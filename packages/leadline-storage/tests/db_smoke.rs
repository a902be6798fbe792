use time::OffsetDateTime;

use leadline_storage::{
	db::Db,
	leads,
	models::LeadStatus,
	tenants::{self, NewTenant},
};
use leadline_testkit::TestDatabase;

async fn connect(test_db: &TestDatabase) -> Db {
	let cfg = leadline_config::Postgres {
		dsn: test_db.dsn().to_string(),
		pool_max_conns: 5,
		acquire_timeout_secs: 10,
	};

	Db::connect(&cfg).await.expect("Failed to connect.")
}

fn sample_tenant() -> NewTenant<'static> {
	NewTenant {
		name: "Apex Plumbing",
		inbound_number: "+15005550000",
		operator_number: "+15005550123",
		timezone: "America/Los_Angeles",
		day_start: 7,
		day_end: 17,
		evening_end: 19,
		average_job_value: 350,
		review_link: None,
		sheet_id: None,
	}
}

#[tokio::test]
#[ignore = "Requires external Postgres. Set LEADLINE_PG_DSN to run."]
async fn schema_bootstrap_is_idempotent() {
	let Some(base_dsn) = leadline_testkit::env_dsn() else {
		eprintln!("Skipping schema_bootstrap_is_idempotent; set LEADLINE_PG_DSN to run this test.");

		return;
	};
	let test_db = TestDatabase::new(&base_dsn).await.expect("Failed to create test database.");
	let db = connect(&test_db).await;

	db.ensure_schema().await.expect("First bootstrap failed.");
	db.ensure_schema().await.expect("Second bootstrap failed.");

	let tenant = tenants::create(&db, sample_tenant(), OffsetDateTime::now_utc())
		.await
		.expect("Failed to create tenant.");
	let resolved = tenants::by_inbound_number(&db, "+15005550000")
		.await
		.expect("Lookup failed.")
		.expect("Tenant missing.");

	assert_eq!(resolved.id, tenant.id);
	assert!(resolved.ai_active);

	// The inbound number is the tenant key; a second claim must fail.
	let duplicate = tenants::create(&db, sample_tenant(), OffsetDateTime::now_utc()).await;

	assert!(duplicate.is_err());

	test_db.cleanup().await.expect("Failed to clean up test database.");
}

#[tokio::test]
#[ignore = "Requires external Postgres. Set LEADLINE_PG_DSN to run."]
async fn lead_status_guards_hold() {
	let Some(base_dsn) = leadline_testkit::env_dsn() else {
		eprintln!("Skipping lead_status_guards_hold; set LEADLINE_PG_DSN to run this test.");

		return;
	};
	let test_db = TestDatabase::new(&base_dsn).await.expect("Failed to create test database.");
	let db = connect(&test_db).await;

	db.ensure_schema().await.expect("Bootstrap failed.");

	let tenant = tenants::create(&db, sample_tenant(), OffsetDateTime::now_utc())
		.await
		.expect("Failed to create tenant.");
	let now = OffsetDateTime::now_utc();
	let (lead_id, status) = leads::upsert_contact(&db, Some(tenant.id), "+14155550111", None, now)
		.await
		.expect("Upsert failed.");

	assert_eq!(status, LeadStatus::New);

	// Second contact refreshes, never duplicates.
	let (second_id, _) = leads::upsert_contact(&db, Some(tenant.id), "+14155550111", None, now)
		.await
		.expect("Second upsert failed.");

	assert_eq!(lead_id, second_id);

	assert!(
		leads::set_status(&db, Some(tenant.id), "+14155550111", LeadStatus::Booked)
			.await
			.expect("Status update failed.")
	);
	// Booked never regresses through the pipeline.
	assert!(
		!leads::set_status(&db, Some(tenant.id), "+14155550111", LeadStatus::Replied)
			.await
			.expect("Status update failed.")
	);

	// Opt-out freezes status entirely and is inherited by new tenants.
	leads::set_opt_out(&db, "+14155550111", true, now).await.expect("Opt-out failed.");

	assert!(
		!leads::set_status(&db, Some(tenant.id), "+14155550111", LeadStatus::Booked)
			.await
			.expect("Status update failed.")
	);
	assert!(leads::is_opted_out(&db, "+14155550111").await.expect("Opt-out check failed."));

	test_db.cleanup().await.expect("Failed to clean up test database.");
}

▬▬▬▬▬▬

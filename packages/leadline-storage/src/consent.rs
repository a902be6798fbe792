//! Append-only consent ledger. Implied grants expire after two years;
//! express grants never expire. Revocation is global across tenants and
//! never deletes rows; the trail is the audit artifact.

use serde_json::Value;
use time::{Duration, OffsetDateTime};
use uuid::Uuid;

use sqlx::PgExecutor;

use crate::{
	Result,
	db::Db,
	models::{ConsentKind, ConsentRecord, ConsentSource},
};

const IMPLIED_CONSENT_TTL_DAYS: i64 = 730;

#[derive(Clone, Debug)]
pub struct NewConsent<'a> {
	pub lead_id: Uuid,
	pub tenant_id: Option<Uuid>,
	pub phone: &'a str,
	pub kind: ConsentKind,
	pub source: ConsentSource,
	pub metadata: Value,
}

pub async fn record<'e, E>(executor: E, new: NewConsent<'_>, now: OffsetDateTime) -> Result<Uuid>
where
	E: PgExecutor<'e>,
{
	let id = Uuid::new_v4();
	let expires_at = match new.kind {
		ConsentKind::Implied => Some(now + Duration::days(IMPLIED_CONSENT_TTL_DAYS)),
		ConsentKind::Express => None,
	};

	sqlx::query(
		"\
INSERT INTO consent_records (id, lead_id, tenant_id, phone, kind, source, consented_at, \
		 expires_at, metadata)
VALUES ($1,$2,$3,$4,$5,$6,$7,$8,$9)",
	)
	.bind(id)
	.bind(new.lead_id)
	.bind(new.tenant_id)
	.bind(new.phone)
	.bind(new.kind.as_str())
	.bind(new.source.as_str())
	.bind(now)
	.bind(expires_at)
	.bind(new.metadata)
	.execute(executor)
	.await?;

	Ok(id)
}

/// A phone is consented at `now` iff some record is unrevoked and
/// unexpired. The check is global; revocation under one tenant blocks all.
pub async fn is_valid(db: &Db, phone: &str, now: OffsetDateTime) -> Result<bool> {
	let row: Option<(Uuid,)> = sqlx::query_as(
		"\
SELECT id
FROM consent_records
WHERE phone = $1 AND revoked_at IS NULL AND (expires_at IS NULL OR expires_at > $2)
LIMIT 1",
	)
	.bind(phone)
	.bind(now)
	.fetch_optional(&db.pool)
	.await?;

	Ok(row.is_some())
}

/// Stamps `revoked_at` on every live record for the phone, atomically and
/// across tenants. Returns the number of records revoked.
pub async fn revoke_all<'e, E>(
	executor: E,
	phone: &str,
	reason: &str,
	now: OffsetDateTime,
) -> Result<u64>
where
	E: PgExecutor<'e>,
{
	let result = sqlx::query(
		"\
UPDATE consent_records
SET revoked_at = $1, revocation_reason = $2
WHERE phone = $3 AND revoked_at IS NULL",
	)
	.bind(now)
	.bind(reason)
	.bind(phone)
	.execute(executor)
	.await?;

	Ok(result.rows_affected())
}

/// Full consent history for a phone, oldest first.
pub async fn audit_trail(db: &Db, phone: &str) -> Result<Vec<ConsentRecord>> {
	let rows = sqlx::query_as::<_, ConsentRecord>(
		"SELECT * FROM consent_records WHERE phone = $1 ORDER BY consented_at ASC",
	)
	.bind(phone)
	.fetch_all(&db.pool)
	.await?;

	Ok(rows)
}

▬▬▬▬▬▬

In the material above, find every line with the word "connect" and show it.

async fn connect(test_db: &TestDatabase) -> Db {
	Db::connect(&cfg).await.expect("Failed to connect.")
	let db = connect(&test_db).await;
	let db = connect(&test_db).await;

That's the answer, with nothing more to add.